Threat to cost of living
The article by Martin Williams (“Extra £150 goes on energy bills to switch off and on generators including wind farms”, The Herald, June 30) highlights how generator costs impact on consumer bills ( £395 million over the past two years ). This, however, is merely a portent of the crippling price increases arising from the SNP energy plan issued in the Spring of 2023.
The Energy Secretary plans to increase the capacity of Scottish windmills from 13GW to 58GW without any reference to the fact that, even with a 400% increase in capacity, there will still be no electricity generated when the wind fails to blow. This means consumers are faced with billions of pounds of additional debt to install a further 25GW of gas turbine output to keep the lights on in Scotland. Why bother with unreliable, inefficient windmills when gas turbine technology is all that is required?

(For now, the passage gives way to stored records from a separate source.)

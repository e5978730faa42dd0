//! The `quizmark score` command.

use std::path::PathBuf;

use anyhow::Result;
use comfy_table::{Cell, Table};

use quizmark_core::scoring::{score, ScoreResult, ScoringMode};

pub fn execute(test_path: PathBuf, answers_path: PathBuf, mode: String, format: String) -> Result<()> {
    let test = super::load_test(&test_path)?;
    let sheet = super::load_sheet_for(&answers_path, &test)?;
    let answers = sheet.bind(&test);

    let modes = match mode.as_str() {
        "both" => vec![ScoringMode::Weighted, ScoringMode::Uniform],
        other => vec![other.parse::<ScoringMode>().map_err(|e| anyhow::anyhow!(e))?],
    };

    let results: Vec<ScoreResult> = modes
        .into_iter()
        .map(|m| score(&test.questions, &answers, m))
        .collect();

    match format.as_str() {
        "json" => println!("{}", serde_json::to_string_pretty(&results)?),
        _ => print_text(&test.title, &sheet.user_id, &results),
    }

    Ok(())
}

fn print_text(title: &str, user_id: &str, results: &[ScoreResult]) {
    println!("{title} :: {user_id}");

    let mut summary = Table::new();
    summary.set_header(vec!["Mode", "Score", "Max", "Percentage"]);
    for r in results {
        summary.add_row(vec![
            Cell::new(r.mode),
            Cell::new(r.score),
            Cell::new(r.max_score),
            Cell::new(format!("{}%", r.percentage)),
        ]);
    }
    println!("{summary}");

    let Some(first) = results.first() else {
        return;
    };
    let mut detail = Table::new();
    detail.set_header(vec!["Question", "Verdict", "Points"]);
    for o in &first.outcomes {
        detail.add_row(vec![
            Cell::new(&o.question_id),
            Cell::new(o.verdict),
            Cell::new(format!("{}/{}", o.points_awarded, o.points_possible)),
        ]);
    }
    println!("{detail}");
}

Over warm summer evenings, system demand will only require around 15GW of capacity meaning 68GW of plant will sit idle whilst being paid constraint payments to company shareholders yet giving back nothing to the consumer. Why does Holyrood fail to accept that, whilst going green means going poor, 58GW of windmills is a poor investment especially as most of the debt will be repaid by those in fuel poverty?
Note also that as electricity is four times that of gas, then a ban on fossil fuels will see an escalation in energy bills that will impact badly on the cost-of-living in Scotland.